A refilmagem é meio longa (140 minutos) mas eu não senti o tempo passar. As cenas de luta são muito boas. Jack Chan, no papel do mestre, dessa vez se afasta da caricatura que criou de si mesmo, como uma espécie de Renato Aragão de Hong Kong. Este talvez seja o melhor papel de sua carreira.


E tem Jaden Smith, o incrível filho de Will Smith e Jade Pinkett Smith, que carrega o filme nas costas aos 11 anos de idade. O moleque herdou o carisma e o senso de humor do pai. Só falta gravar um disco. 

Aliás, não falta. Ele gravou o tema do filme ao lado de Justin Bieber. 143 milhões de acessos no YouTube até agora:




Aqui, o trailer oficial do filme:

quarta-feira, 2 de fevereiro de 2011

Alô, Doçura! (1953-1964)


A primeira sitcom da TV brasileira. Foram nove anos de sucesso na extinta TV Tupi. Foi criada por Cassiano Gabus Mendes, que depois se tornaria um dos principais escritores de novela do Brasil.

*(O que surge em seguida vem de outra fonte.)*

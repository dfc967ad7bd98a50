//! Admin authentication and account management service.
//!
//! Password login plus the super-admin account operations (create, re-role,
//! delete). Session manipulation stays in the route layer; this service owns
//! the database transitions, the guard rails around the last super admin,
//! and the security event trail.
//!
//! There is no registration, email verification, or self-service reset here.
//! Admin accounts are created from this panel by a super admin or from the
//! CLI.

mod error;

pub use error::AuthError;

use serde_json::json;
use sqlx::PgPool;

use wildbloom_core::{AdminRole, AdminUserId, Email};

use crate::db::RepositoryError;
use crate::db::admin_users::AdminUserRepository;
use crate::db::security_events::{self, SecurityEvent, SecurityEventKind};
use crate::models::AdminUser;
use crate::security::password::{self, MIN_PASSWORD_LENGTH};
use crate::security::sanitize;

/// Longest display name we store.
const MAX_NAME_LENGTH: usize = 100;

/// Admin authentication service.
pub struct AuthService<'a> {
    users: AdminUserRepository<'a>,
    pool: &'a PgPool,
}

impl<'a> AuthService<'a> {
    /// Create a new admin authentication service.
    #[must_use]
    pub const fn new(pool: &'a PgPool) -> Self {
        Self {
            users: AdminUserRepository::new(pool),
            pool,
        }
    }

    // =========================================================================
    // Login
    // =========================================================================

    /// Verify an email/password pair.
    ///
    /// When no account matches, a dummy hash is still verified so response
    /// timing does not reveal whether the address holds an admin account.
    /// Both outcomes are written to the security event log.
    ///
    /// # Errors
    ///
    /// Returns `AuthError::InvalidCredentials` when the pair doesn't match.
    pub async fn login(
        &self,
        email: &str,
        password: &str,
        ip: Option<String>,
    ) -> Result<AdminUser, AuthError> {
        let Ok(parsed) = Email::parse(email) else {
            password::dummy_verify(password);
            self.record_login_failure(email, ip).await;
            return Err(AuthError::InvalidCredentials);
        };

        let Some((admin, password_hash)) = self.users.get_with_password(&parsed).await? else {
            password::dummy_verify(password);
            self.record_login_failure(parsed.as_str(), ip).await;
            return Err(AuthError::InvalidCredentials);
        };

        if !password::verify_password(password, &password_hash)? {
            self.record_login_failure(parsed.as_str(), ip).await;
            return Err(AuthError::InvalidCredentials);
        }

        security_events::record(
            self.pool,
            SecurityEventKind::LoginSucceeded,
            SecurityEvent::for_admin(admin.id).with_ip(ip),
        )
        .await;

        Ok(admin)
    }

    async fn record_login_failure(&self, email: &str, ip: Option<String>) {
        security_events::record(
            self.pool,
            SecurityEventKind::LoginFailed,
            SecurityEvent::for_email(email).with_ip(ip),
        )
        .await;
    }

    // =========================================================================
    // Account Management
    // =========================================================================

    /// Create an admin account.
    ///
    /// `actor` is the super admin performing the action, for the audit trail.
    ///
    /// # Errors
    ///
    /// Returns `AuthError::Validation` if a field fails validation.
    /// Returns `AuthError::EmailTaken` if the email already has an account.
    pub async fn create_admin_user(
        &self,
        email: &str,
        name: &str,
        role: AdminRole,
        password: &str,
        password_confirmation: &str,
        actor: AdminUserId,
        ip: Option<String>,
    ) -> Result<AdminUser, AuthError> {
        let email = Email::parse(email).map_err(|e| AuthError::Validation(e.to_string()))?;

        let name = sanitize::clean_line(name, MAX_NAME_LENGTH);
        if name.is_empty() {
            return Err(AuthError::Validation("Please enter a name".to_owned()));
        }

        validate_password(password, password_confirmation)?;
        let password_hash = password::hash_password(password)?;

        let admin = self
            .users
            .create(&email, &name, role, &password_hash)
            .await
            .map_err(|e| match e {
                RepositoryError::Conflict(_) => AuthError::EmailTaken,
                other => AuthError::Repository(other),
            })?;

        security_events::record(
            self.pool,
            SecurityEventKind::AdminUserCreated,
            SecurityEvent::for_admin(actor)
                .with_ip(ip)
                .with_detail(json!({
                    "created_id": admin.id.as_i32(),
                    "role": role.as_str(),
                })),
        )
        .await;

        Ok(admin)
    }

    /// Change an admin account's role.
    ///
    /// Refuses to demote the only remaining super admin; someone must always
    /// be able to manage accounts.
    ///
    /// # Errors
    ///
    /// Returns `AuthError::UserNotFound` if the target doesn't exist.
    /// Returns `AuthError::Validation` if the change would leave no super
    /// admin.
    pub async fn change_role(
        &self,
        target_id: AdminUserId,
        new_role: AdminRole,
        actor: AdminUserId,
        ip: Option<String>,
    ) -> Result<AdminUser, AuthError> {
        let target = self
            .users
            .get_by_id(target_id)
            .await?
            .ok_or(AuthError::UserNotFound)?;

        if target.role == AdminRole::SuperAdmin
            && new_role != AdminRole::SuperAdmin
            && self.users.count_by_role(AdminRole::SuperAdmin).await? <= 1
        {
            return Err(AuthError::Validation(
                "Cannot demote the only super admin".to_owned(),
            ));
        }

        let updated = self.users.update_role(target_id, new_role).await?;

        security_events::record(
            self.pool,
            SecurityEventKind::RoleChanged,
            SecurityEvent::for_admin(actor)
                .with_ip(ip)
                .with_detail(json!({
                    "target_id": target_id.as_i32(),
                    "from": target.role.as_str(),
                    "to": new_role.as_str(),
                })),
        )
        .await;

        Ok(updated)
    }

    /// Delete an admin account.
    ///
    /// Admins cannot delete themselves, and the only remaining super admin
    /// cannot be deleted.
    ///
    /// # Errors
    ///
    /// Returns `AuthError::UserNotFound` if the target doesn't exist.
    /// Returns `AuthError::Validation` if the deletion is refused.
    pub async fn delete_admin_user(
        &self,
        target_id: AdminUserId,
        actor: AdminUserId,
        ip: Option<String>,
    ) -> Result<(), AuthError> {
        if target_id == actor {
            return Err(AuthError::Validation(
                "You cannot delete your own account".to_owned(),
            ));
        }

        let target = self
            .users
            .get_by_id(target_id)
            .await?
            .ok_or(AuthError::UserNotFound)?;

        if target.role == AdminRole::SuperAdmin
            && self.users.count_by_role(AdminRole::SuperAdmin).await? <= 1
        {
            return Err(AuthError::Validation(
                "Cannot delete the only super admin".to_owned(),
            ));
        }

        self.users.delete(target_id).await?;

        security_events::record(
            self.pool,
            SecurityEventKind::AdminUserDeleted,
            SecurityEvent::for_admin(actor)
                .with_ip(ip)
                .with_detail(json!({
                    "target_id": target_id.as_i32(),
                    "email": target.email.as_str(),
                })),
        )
        .await;

        Ok(())
    }
}

/// Validate a password against policy.
fn validate_password(password: &str, confirmation: &str) -> Result<(), AuthError> {
    if password.len() < MIN_PASSWORD_LENGTH {
        return Err(AuthError::Validation(format!(
            "Password must be at least {MIN_PASSWORD_LENGTH} characters"
        )));
    }

    if password != confirmation {
        return Err(AuthError::Validation("Passwords do not match".to_owned()));
    }

    Ok(())
}

#[cfg(test)]
mod tests {
    use super::*;

    #[test]
    fn test_validate_password_length() {
        assert!(matches!(
            validate_password("short", "short"),
            Err(AuthError::Validation(_))
        ));
        assert!(validate_password("long enough", "long enough").is_ok());
    }

    #[test]
    fn test_validate_password_confirmation() {
        assert!(matches!(
            validate_password("long enough", "but different"),
            Err(AuthError::Validation(_))
        ));
    }
}
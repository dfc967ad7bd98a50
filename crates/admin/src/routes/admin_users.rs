//! Admin account management route handlers.
//!
//! One page holds the account table and the create form; the mutations
//! redirect back to it with a flag, and refusals (last super admin,
//! self-delete) re-render it with the message. Everything sits behind the
//! admin-management permission, which only super admins hold.

use askama::Template;
use askama_web::WebTemplate;
use axum::{
    Form,
    extract::{Path, Query, State},
    response::{IntoResponse, Redirect, Response},
};
use chrono::{DateTime, Utc};
use serde::Deserialize;
use tower_sessions::Session;
use tracing::instrument;

use wildbloom_core::{AdminRole, AdminUserId};

use crate::db::AdminUserRepository;
use crate::error::AppError;
use crate::filters;
use crate::middleware::{ClientIp, RequireManageAdminUsers};
use crate::models::{AdminUser, CurrentAdmin};
use crate::routes::{CsrfForm, NavView, require_csrf};
use crate::services::{AuthError, AuthService};
use crate::state::AppState;

// =============================================================================
// View Types
// =============================================================================

/// Admin account row for the table.
#[derive(Clone)]
pub struct AdminUserRowView {
    pub id: i32,
    pub email: String,
    pub name: String,
    pub role: &'static str,
    /// Stored role name, preselected in the row's role menu.
    pub role_value: &'static str,
    /// The logged-in admin's own row hides its action forms.
    pub is_self: bool,
    pub created_at: DateTime<Utc>,
}

impl AdminUserRowView {
    fn build(user: &AdminUser, viewer: &CurrentAdmin) -> Self {
        Self {
            id: user.id.as_i32(),
            email: user.email.to_string(),
            name: user.name.clone(),
            role: user.role.label(),
            role_value: user.role.as_str(),
            is_self: user.id == viewer.id,
            created_at: user.created_at,
        }
    }
}

/// One entry in a role menu.
#[derive(Clone)]
pub struct RoleOption {
    pub value: &'static str,
    pub label: &'static str,
}

fn role_options() -> Vec<RoleOption> {
    AdminRole::ALL
        .into_iter()
        .map(|role| RoleOption {
            value: role.as_str(),
            label: role.label(),
        })
        .collect()
}

/// Typed state of the create form, kept across failed submissions.
#[derive(Clone)]
pub struct CreateFormView {
    pub email: String,
    pub name: String,
    /// Selected role value. Fresh forms default to the least privileged.
    pub role: String,
}

impl Default for CreateFormView {
    fn default() -> Self {
        Self {
            email: String::new(),
            name: String::new(),
            role: AdminRole::Viewer.as_str().to_owned(),
        }
    }
}

impl From<&CreateAdminForm> for CreateFormView {
    fn from(form: &CreateAdminForm) -> Self {
        Self {
            email: form.email.clone(),
            name: form.name.clone(),
            role: form.role.clone(),
        }
    }
}

// =============================================================================
// Form and Query Types
// =============================================================================

/// Create form data. Passwords are never echoed back on failure.
#[derive(Debug, Deserialize)]
pub struct CreateAdminForm {
    pub email: String,
    pub name: String,
    pub role: String,
    pub password: String,
    pub password_confirmation: String,
    #[serde(default)]
    pub csrf_token: String,
}

/// Role change form data.
#[derive(Debug, Deserialize)]
pub struct RoleForm {
    pub role: String,
    #[serde(default)]
    pub csrf_token: String,
}

/// Page query flags set by the mutation redirects.
#[derive(Debug, Deserialize)]
pub struct AdminUsersQuery {
    pub created: Option<String>,
    pub updated: Option<String>,
    pub deleted: Option<String>,
}

// =============================================================================
// Templates
// =============================================================================

/// Admin accounts page template.
#[derive(Template, WebTemplate)]
#[template(path = "admin_users/index.html")]
pub struct AdminUsersTemplate {
    pub nav: NavView,
    pub admins: Vec<AdminUserRowView>,
    pub roles: Vec<RoleOption>,
    pub form: CreateFormView,
    /// Create form validation message, shown next to the form.
    pub form_error: Option<String>,
    /// Refused role change or deletion, shown as a page banner.
    pub action_error: Option<String>,
    pub created: bool,
    pub updated: bool,
    pub deleted: bool,
}

// =============================================================================
// Handlers
// =============================================================================

/// Display the account table and create form.
#[instrument(skip(state, session, admin))]
pub async fn index(
    State(state): State<AppState>,
    session: Session,
    RequireManageAdminUsers(admin): RequireManageAdminUsers,
    Query(query): Query<AdminUsersQuery>,
) -> Result<AdminUsersTemplate, AppError> {
    let admins = AdminUserRepository::new(state.pool()).list_all().await?;

    let nav = NavView::load(&session, &admin).await?;
    Ok(AdminUsersTemplate {
        nav,
        admins: admins
            .iter()
            .map(|user| AdminUserRowView::build(user, &admin))
            .collect(),
        roles: role_options(),
        form: CreateFormView::default(),
        form_error: None,
        action_error: None,
        created: query.created.is_some(),
        updated: query.updated.is_some(),
        deleted: query.deleted.is_some(),
    })
}

/// Re-render the page after a refused mutation.
async fn render_index_error(
    state: &AppState,
    session: &Session,
    admin: &CurrentAdmin,
    form: CreateFormView,
    form_error: Option<String>,
    action_error: Option<String>,
) -> Result<Response, AppError> {
    let admins = AdminUserRepository::new(state.pool()).list_all().await?;

    let nav = NavView::load(session, admin).await?;
    Ok(AdminUsersTemplate {
        nav,
        admins: admins
            .iter()
            .map(|user| AdminUserRowView::build(user, admin))
            .collect(),
        roles: role_options(),
        form,
        form_error,
        action_error,
        created: false,
        updated: false,
        deleted: false,
    }
    .into_response())
}

/// Create an admin account.
#[instrument(skip(state, session, form))]
pub async fn create(
    State(state): State<AppState>,
    session: Session,
    RequireManageAdminUsers(admin): RequireManageAdminUsers,
    ip: ClientIp,
    Form(form): Form<CreateAdminForm>,
) -> Result<Response, AppError> {
    require_csrf(&state, &session, &ip, &form.csrf_token).await?;

    let Ok(role) = form.role.parse::<AdminRole>() else {
        return render_index_error(
            &state,
            &session,
            &admin,
            CreateFormView::from(&form),
            Some("Choose a role".to_owned()),
            None,
        )
        .await;
    };

    let result = AuthService::new(state.pool())
        .create_admin_user(
            &form.email,
            &form.name,
            role,
            &form.password,
            &form.password_confirmation,
            admin.id,
            ip.as_string(),
        )
        .await;

    match result {
        Ok(_) => Ok(Redirect::to("/admin-users?created=1").into_response()),
        Err(err @ (AuthError::EmailTaken | AuthError::Validation(_))) => {
            render_index_error(
                &state,
                &session,
                &admin,
                CreateFormView::from(&form),
                Some(err.to_string()),
                None,
            )
            .await
        }
        Err(other) => Err(other.into()),
    }
}

/// Change an account's role.
#[instrument(skip(state, session, form))]
pub async fn update_role(
    State(state): State<AppState>,
    session: Session,
    RequireManageAdminUsers(admin): RequireManageAdminUsers,
    ip: ClientIp,
    Path(target_id): Path<AdminUserId>,
    Form(form): Form<RoleForm>,
) -> Result<Response, AppError> {
    require_csrf(&state, &session, &ip, &form.csrf_token).await?;

    let Ok(role) = form.role.parse::<AdminRole>() else {
        return render_index_error(
            &state,
            &session,
            &admin,
            CreateFormView::default(),
            None,
            Some("Choose a role".to_owned()),
        )
        .await;
    };

    let result = AuthService::new(state.pool())
        .change_role(target_id, role, admin.id, ip.as_string())
        .await;

    match result {
        Ok(_) => Ok(Redirect::to("/admin-users?updated=1").into_response()),
        Err(AuthError::UserNotFound) => {
            render_index_error(
                &state,
                &session,
                &admin,
                CreateFormView::default(),
                None,
                Some("That account no longer exists".to_owned()),
            )
            .await
        }
        Err(err @ AuthError::Validation(_)) => {
            render_index_error(
                &state,
                &session,
                &admin,
                CreateFormView::default(),
                None,
                Some(err.to_string()),
            )
            .await
        }
        Err(other) => Err(other.into()),
    }
}

/// Delete an account.
#[instrument(skip(state, session, form))]
pub async fn delete(
    State(state): State<AppState>,
    session: Session,
    RequireManageAdminUsers(admin): RequireManageAdminUsers,
    ip: ClientIp,
    Path(target_id): Path<AdminUserId>,
    Form(form): Form<CsrfForm>,
) -> Result<Response, AppError> {
    require_csrf(&state, &session, &ip, &form.csrf_token).await?;

    let result = AuthService::new(state.pool())
        .delete_admin_user(target_id, admin.id, ip.as_string())
        .await;

    match result {
        // A target that vanished mid-request is the asked-for end state.
        Ok(()) | Err(AuthError::UserNotFound) => {
            Ok(Redirect::to("/admin-users?deleted=1").into_response())
        }
        Err(err @ AuthError::Validation(_)) => {
            render_index_error(
                &state,
                &session,
                &admin,
                CreateFormView::default(),
                None,
                Some(err.to_string()),
            )
            .await
        }
        Err(other) => Err(other.into()),
    }
}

Alô Doçura era extremamente simples. Um casal que apesar de todos os incidentes e confusões (típicas de uma sitcom) mantém a mesma paixão do início. Fazia parte do charme da série ser estrelada por um casal da vida real: John Herbert e Eva Wilma. Dois monumentos da história da televisão brasileira.  John Herbert, um ator cômico de primeira linha, faleceu no há uma semana atrás aos 81 anos. Eva continua atuando aos 78. Você pode conhecer mais sobre essa grande atriz no seu site oficial.